Separate the values with &: in the Session Property Value field.

This image displays the spark custom property along with the session property value.

Rules and guidelines for Delta file format

Consider the following rules and guidelines when you use the Delta file format to read from and write to a Delta Lake:

General guidelines
Mappings
Mappings in advanced mode

Rules and guidelines for Iceberg file format

Consider the following rules and guidelines when you use the Iceberg file format to read from or write to Apache Iceberg files:

•You cannot use the Iceberg file format when you run mappings in advanced mode.
•You can read data only when you select File as the Source Type in the advanced source properties.
•You can select the following as source objects:

- JSON snapshot file in the metadata folder for time travel capabilities.
- Any Parquet data file in the data folder to read the latest snapshot of the table.
- Snapshot Avro file in the metadata folder to read the latest snapshot of the table.

For example, snap-1486404200109107576-1-5078c39c-8640-49ca-9985-da3359ddfca1.avro

•You can infer schema from the selected object only if the file is in JSON or text format.
•When you create a target at runtime, the specified target object name is not considered.

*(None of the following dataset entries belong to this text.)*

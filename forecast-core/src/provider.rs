use crate::{
    Config, ForecastError, LocationQuery, WeatherModel,
    provider::openweathermap::OpenWeatherMap,
    transport::HttpTransport,
};
use async_trait::async_trait;
use std::{convert::TryFrom, fmt::Debug};

pub mod openweathermap;

#[derive(Debug, Clone, Copy, PartialEq, Eq, Hash)]
pub enum ProviderId {
    OpenWeatherMap,
}

impl ProviderId {
    pub fn as_str(&self) -> &'static str {
        match self {
            ProviderId::OpenWeatherMap => "openweathermap",
        }
    }
}

impl std::fmt::Display for ProviderId {
    fn fmt(&self, f: &mut std::fmt::Formatter<'_>) -> std::fmt::Result {
        f.write_str(self.as_str())
    }
}

impl TryFrom<&str> for ProviderId {
    type Error = anyhow::Error;

    fn try_from(value: &str) -> Result<Self, Self::Error> {
        let lower = value.to_lowercase();

        match lower.as_str() {
            "openweathermap" => Ok(ProviderId::OpenWeatherMap),
            _ => Err(anyhow::anyhow!(
                "Unknown provider '{value}'. Supported providers: openweathermap."
            )),
        }
    }
}

/// Shared interface of forecast provider adapters.
#[async_trait]
pub trait WeatherProvider: Send + Sync + Debug {
    /// Stamped into every produced model's `source`.
    fn name(&self) -> &'static str;

    async fn forecast(&self, query: &LocationQuery) -> Result<WeatherModel, ForecastError>;
}

/// Construct a provider from config and explicit ProviderId.
pub fn provider_from_config(
    id: ProviderId,
    config: &Config,
) -> anyhow::Result<Box<dyn WeatherProvider>> {
    let provider_cfg = config.provider_config(id);
    let api_key = config.provider_api_key(id).ok_or_else(|| {
        anyhow::anyhow!(
            "No API key configured for provider '{id}'.\n\
                 Hint: run `forecast configure {id}` and enter your API key."
        )
    })?;

    let boxed: Box<dyn WeatherProvider> = match id {
        ProviderId::OpenWeatherMap => {
            let mut transport = HttpTransport::new(api_key.to_owned());
            if let Some(base_url) = provider_cfg.and_then(|c| c.base_url.as_deref()) {
                transport = transport.with_base_url(base_url);
            }
            if let Some(units) = provider_cfg.and_then(|c| c.units.as_deref()) {
                transport = transport.with_units(units);
            }
            Box::new(OpenWeatherMap::new(transport))
        }
    };

    Ok(boxed)
}

/// Construct the default provider from config, using `default_provider` field.
pub fn default_provider_from_config(config: &Config) -> anyhow::Result<Box<dyn WeatherProvider>> {
    let id = config.default_provider_id()?;
    provider_from_config(id, config)
}
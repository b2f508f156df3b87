use thiserror::Error;

use crate::transport::TransportError;

/// Why a forecast call produced no model.
///
/// The `Display` form is the message shown to the user.
#[derive(Debug, Clone, PartialEq, Eq, Error)]
pub enum ForecastError {
    /// The request never got an HTTP response (DNS, connectivity, TLS, ...).
    #[error("{0}")]
    Transport(String),

    #[error("No forecast available for \"{location}\"")]
    NotFound { location: String },

    /// Any other non-success status, or a success status whose body did not decode.
    #[error("Network error: {status}")]
    Http { status: u16 },
}

impl From<TransportError> for ForecastError {
    fn from(err: TransportError) -> Self {
        ForecastError::Transport(err.to_string())
    }
}

#[cfg(test)]
mod tests {
    use super::*;

    #[test]
    fn messages_match_user_facing_wording() {
        let not_found = ForecastError::NotFound { location: "Atlantis".into() };
        assert_eq!(not_found.to_string(), "No forecast available for \"Atlantis\"");

        assert_eq!(ForecastError::Http { status: 500 }.to_string(), "Network error: 500");
    }

    #[test]
    fn transport_description_passes_through_verbatim() {
        let err: ForecastError = TransportError::new("dns error: no such host").into();
        assert_eq!(err.to_string(), "dns error: no such host");
    }
}
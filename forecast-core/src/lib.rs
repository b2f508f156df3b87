//! Core library for the `forecast` CLI.
//!
//! This crate defines:
//! - Location queries and the provider-agnostic weather model
//! - The HTTP transport seam and its `reqwest` implementation
//! - The OpenWeatherMap adapter behind the `WeatherProvider` trait
//! - Configuration & credentials handling
//!
//! It is used by `forecast-cli`, but can also be embedded by any UI that
//! wants a single forecast per call.

pub mod config;
pub mod error;
pub mod model;
pub mod provider;
pub mod transport;

pub use config::{Config, ProviderConfig};
pub use error::ForecastError;
pub use model::{LocationQuery, WeatherModel};
pub use provider::{ProviderId, WeatherProvider, openweathermap::OpenWeatherMap};
pub use transport::{Endpoint, HttpTransport, RawResponse, Transport, TransportError};
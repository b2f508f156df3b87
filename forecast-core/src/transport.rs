//! The HTTP collaborator: one GET per forecast against one of three endpoints.

use async_trait::async_trait;
use reqwest::{Client, Request};
use std::fmt::Debug;
use thiserror::Error;
use tracing::debug;

pub const DEFAULT_BASE_URL: &str = "https://api.openweathermap.org/data/2.5/weather";
pub const DEFAULT_UNITS: &str = "metric";

/// Which lookup to perform.
#[derive(Debug, Clone, PartialEq)]
pub enum Endpoint {
    ByCity { name: String },
    ByCoordinates { lat: f64, lon: f64 },
    ByZip { zip: String },
}

impl Endpoint {
    /// Location parameters for this lookup.
    pub fn query_pairs(&self) -> Vec<(&'static str, String)> {
        match self {
            Endpoint::ByCity { name } => vec![("q", name.clone())],
            Endpoint::ByCoordinates { lat, lon } => {
                vec![("lat", lat.to_string()), ("lon", lon.to_string())]
            }
            Endpoint::ByZip { zip } => vec![("zip", zip.clone())],
        }
    }
}

/// A received HTTP response, whatever its status.
#[derive(Debug, Clone, PartialEq, Eq)]
pub struct RawResponse {
    pub status: u16,
    pub body: Vec<u8>,
}

impl RawResponse {
    pub fn new(status: u16, body: impl Into<Vec<u8>>) -> Self {
        Self { status, body: body.into() }
    }

    pub fn is_success(&self) -> bool {
        (200..300).contains(&self.status)
    }
}

/// The request failed before any HTTP response was obtained.
#[derive(Debug, Clone, PartialEq, Eq, Error)]
#[error("{message}")]
pub struct TransportError {
    message: String,
}

impl TransportError {
    pub fn new(message: impl Into<String>) -> Self {
        Self { message: message.into() }
    }
}

impl From<reqwest::Error> for TransportError {
    fn from(err: reqwest::Error) -> Self {
        // The request URL carries `appid`.
        Self::new(err.without_url().to_string())
    }
}

#[async_trait]
pub trait Transport: Send + Sync + Debug {
    async fn get(&self, endpoint: &Endpoint) -> Result<RawResponse, TransportError>;
}

/// `reqwest`-backed transport for the OpenWeatherMap current weather API.
#[derive(Debug, Clone)]
pub struct HttpTransport {
    api_key: String,
    base_url: String,
    units: String,
    http: Client,
}

impl HttpTransport {
    pub fn new(api_key: String) -> Self {
        Self {
            api_key,
            base_url: DEFAULT_BASE_URL.to_string(),
            units: DEFAULT_UNITS.to_string(),
            http: Client::new(),
        }
    }

    pub fn with_base_url(mut self, base_url: impl Into<String>) -> Self {
        self.base_url = base_url.into();
        self
    }

    pub fn with_units(mut self, units: impl Into<String>) -> Self {
        self.units = units.into();
        self
    }

    pub fn build_request(&self, endpoint: &Endpoint) -> Result<Request, TransportError> {
        let mut params = endpoint.query_pairs();
        params.push(("appid", self.api_key.clone()));
        params.push(("units", self.units.clone()));

        Ok(self.http.get(&self.base_url).query(&params).build()?)
    }
}

#[async_trait]
impl Transport for HttpTransport {
    async fn get(&self, endpoint: &Endpoint) -> Result<RawResponse, TransportError> {
        let request = self.build_request(endpoint)?;
        debug!(url = %request.url().path(), ?endpoint, "sending OpenWeatherMap request");

        let res = self.http.execute(request).await?;
        let status = res.status().as_u16();
        let body = res.bytes().await?;

        debug!(status, bytes = body.len(), "received OpenWeatherMap response");
        Ok(RawResponse::new(status, body.to_vec()))
    }
}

Instead, the Iceberg table name is derived from the directory that contains both the data and metadata of the table in the target Lakehouse path . For example, in the path <Lakehouse_Name>\Files\Dir1\Dir2\test.parquet, the Iceberg table name is taken from the directory Dir2. This Dir2 directory contains both data and metadata folders.
•When you write to an existing target, you can only select Parquet files in the data folder.

Rules and guidelines for Document file format

Certain rules and guidelines apply to Document file format.

Consider the following rules and guidelines when you use the Document file format to read PDF files:

•You cannot read compressed files that use Gzip compression.
•Merged cells in header rows of the PDF are not written accurately to the target.
•If a column header is empty, Data Integration automatically assigns default names to the columns, such as column1, column2, column3, and so on.
•If a table does not contain any data but includes only the header row, the default column name is prefixed to the header row in the target file.
•If columns in a table move to the next page in the PDF, the table is not written as a single table.
•If the PDF files contain only text, the text might not be well-structured in the target. There might also be a mismatch in the order of text.
•If the content in the PDF is formatted with two columns, the layout is not preserved when the content is written to the target file. Instead of keeping the distinct column structure, the text from both columns gets merged, and the content appears in the target in a single, continuous line.
•Multiple adjacent tables are read as a single table.